**** DATASET ENTRIES ****

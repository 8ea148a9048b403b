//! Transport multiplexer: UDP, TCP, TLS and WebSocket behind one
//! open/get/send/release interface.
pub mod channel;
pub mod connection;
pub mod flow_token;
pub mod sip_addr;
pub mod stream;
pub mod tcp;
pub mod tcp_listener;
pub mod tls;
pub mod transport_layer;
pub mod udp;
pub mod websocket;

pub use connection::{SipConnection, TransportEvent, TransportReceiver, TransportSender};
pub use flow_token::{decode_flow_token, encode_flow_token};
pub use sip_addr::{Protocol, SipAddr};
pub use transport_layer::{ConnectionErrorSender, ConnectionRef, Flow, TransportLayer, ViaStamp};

****
**** DATASET ENTRIES ****

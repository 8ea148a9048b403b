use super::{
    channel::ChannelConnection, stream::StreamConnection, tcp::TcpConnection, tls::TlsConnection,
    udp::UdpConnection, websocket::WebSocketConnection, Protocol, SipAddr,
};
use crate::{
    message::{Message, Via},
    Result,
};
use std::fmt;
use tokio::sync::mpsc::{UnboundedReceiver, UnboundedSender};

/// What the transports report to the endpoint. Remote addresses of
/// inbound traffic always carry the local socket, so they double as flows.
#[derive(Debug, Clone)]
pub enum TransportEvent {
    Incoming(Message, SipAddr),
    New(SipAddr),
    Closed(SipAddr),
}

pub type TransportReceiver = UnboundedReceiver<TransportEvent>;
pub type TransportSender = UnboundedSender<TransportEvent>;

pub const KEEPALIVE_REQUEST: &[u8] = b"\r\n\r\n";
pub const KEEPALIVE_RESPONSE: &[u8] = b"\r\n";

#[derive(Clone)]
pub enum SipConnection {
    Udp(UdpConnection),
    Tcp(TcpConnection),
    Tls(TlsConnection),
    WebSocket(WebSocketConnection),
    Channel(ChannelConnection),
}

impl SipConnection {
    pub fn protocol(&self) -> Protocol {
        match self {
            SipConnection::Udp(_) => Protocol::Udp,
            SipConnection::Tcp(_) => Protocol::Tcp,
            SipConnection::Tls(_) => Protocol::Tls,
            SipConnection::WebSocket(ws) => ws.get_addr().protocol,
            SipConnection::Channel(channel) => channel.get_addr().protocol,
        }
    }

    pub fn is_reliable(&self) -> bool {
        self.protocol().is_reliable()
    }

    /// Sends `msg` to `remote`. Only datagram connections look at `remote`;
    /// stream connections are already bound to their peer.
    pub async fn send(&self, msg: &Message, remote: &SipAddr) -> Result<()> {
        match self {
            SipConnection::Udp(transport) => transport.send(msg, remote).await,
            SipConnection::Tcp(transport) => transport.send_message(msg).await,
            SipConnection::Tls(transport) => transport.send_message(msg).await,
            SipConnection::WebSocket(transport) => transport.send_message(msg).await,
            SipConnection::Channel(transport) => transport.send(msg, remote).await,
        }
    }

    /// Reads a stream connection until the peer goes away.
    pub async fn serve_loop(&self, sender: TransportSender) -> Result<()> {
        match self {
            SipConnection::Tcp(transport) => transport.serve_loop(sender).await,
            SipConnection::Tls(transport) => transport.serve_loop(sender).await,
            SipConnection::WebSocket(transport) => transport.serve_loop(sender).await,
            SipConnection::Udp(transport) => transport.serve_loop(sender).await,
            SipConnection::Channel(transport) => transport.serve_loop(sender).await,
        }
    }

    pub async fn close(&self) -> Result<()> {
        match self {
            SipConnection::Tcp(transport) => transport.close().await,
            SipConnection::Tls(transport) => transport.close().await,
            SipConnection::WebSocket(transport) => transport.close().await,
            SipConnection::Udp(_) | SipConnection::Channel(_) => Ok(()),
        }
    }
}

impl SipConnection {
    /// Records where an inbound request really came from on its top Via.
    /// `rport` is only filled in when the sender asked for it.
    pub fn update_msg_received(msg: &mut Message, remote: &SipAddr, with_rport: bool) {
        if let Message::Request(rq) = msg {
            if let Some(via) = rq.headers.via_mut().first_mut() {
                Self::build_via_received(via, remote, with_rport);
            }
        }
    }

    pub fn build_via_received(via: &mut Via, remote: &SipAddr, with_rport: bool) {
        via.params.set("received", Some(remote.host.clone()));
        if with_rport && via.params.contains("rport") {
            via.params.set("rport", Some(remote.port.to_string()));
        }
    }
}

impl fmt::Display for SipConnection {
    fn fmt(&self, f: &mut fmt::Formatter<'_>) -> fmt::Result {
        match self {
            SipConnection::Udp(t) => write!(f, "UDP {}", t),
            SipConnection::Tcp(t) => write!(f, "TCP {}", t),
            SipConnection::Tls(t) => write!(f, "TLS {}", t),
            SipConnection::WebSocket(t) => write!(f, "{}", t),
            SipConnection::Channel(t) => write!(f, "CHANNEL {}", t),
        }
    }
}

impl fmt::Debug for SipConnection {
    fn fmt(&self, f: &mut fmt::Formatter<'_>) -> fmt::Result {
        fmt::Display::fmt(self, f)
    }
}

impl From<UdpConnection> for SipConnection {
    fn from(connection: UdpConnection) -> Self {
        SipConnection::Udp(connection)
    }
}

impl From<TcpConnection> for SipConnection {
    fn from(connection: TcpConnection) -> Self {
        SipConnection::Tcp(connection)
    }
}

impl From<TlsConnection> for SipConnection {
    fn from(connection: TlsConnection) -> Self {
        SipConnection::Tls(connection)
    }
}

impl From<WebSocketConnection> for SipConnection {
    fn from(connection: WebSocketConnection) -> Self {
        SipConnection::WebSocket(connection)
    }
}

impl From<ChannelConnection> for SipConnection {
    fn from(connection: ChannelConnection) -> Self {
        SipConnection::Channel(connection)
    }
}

****
**** DATASET ENTRIES ****

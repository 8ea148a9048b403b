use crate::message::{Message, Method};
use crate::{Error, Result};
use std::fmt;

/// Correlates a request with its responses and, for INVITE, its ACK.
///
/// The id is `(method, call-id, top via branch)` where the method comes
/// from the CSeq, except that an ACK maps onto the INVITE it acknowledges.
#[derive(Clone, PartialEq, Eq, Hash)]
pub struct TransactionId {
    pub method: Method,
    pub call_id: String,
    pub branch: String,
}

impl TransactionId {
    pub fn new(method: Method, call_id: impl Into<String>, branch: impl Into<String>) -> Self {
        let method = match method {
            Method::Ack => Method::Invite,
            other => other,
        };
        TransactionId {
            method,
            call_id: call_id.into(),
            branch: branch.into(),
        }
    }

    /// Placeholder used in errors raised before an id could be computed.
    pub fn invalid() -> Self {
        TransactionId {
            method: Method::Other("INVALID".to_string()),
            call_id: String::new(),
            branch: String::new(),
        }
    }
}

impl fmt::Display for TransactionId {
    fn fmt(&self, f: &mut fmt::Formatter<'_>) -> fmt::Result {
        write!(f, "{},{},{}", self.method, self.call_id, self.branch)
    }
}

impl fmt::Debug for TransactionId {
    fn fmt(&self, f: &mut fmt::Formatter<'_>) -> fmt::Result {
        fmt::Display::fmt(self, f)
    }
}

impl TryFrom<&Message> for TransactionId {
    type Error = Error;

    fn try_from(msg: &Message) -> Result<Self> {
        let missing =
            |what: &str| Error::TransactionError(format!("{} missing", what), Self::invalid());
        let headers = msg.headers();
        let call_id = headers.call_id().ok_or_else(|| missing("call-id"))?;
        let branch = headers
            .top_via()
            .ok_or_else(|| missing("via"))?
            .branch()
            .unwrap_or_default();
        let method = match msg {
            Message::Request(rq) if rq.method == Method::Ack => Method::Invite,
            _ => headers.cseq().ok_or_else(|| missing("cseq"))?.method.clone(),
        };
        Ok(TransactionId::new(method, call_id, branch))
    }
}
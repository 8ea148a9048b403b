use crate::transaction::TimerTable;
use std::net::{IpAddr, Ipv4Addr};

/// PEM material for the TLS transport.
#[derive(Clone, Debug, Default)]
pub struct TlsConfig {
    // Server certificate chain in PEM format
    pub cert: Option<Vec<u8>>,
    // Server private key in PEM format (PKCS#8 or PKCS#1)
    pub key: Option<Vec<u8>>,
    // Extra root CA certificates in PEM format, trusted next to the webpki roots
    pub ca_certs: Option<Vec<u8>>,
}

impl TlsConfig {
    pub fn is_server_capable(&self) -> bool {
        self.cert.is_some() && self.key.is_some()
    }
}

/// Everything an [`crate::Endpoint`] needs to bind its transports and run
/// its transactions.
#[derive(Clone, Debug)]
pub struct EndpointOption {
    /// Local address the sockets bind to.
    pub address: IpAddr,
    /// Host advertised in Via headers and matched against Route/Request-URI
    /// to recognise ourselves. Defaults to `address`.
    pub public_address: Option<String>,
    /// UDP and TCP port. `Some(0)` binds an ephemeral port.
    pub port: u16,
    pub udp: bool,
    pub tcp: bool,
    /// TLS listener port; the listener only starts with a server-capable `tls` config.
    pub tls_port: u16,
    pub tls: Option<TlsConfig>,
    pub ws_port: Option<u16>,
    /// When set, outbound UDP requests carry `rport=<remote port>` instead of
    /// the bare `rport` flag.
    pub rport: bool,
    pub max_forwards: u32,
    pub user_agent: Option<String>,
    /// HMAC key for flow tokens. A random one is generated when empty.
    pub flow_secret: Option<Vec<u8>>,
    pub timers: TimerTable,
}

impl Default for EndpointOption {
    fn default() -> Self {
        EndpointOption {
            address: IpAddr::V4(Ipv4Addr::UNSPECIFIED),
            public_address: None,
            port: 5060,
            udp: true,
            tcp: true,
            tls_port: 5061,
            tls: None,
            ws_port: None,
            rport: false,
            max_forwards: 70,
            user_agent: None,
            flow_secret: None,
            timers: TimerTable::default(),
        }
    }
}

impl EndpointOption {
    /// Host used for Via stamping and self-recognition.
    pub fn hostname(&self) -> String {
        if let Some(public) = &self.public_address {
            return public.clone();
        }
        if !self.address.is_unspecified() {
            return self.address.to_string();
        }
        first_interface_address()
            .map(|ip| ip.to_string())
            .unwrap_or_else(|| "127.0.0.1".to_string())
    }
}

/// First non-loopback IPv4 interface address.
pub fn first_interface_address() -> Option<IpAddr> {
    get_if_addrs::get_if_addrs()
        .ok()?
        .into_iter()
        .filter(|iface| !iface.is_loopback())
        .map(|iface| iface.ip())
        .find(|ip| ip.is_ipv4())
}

****

TASK DIRECTIONS: Word for word, restate the lines of the data above that fall between the line holding "let call_id = headers.call_id().ok_or_else(||" and the line holding "the webpki roots", inclusive, and no other lines.

TASK RESULT:
        let call_id = headers.call_id().ok_or_else(|| missing("call-id"))?;
        let branch = headers
            .top_via()
            .ok_or_else(|| missing("via"))?
            .branch()
            .unwrap_or_default();
        let method = match msg {
            Message::Request(rq) if rq.method == Method::Ack => Method::Invite,
            _ => headers.cseq().ok_or_else(|| missing("cseq"))?.method.clone(),
        };
        Ok(TransactionId::new(method, call_id, branch))
    }
}
repository 8ea148a9048b403b
use crate::transaction::TimerTable;
use std::net::{IpAddr, Ipv4Addr};

/// PEM material for the TLS transport.
#[derive(Clone, Debug, Default)]
pub struct TlsConfig {
    // Server certificate chain in PEM format
    pub cert: Option<Vec<u8>>,
    // Server private key in PEM format (PKCS#8 or PKCS#1)
    pub key: Option<Vec<u8>>,
    // Extra root CA certificates in PEM format, trusted next to the webpki roots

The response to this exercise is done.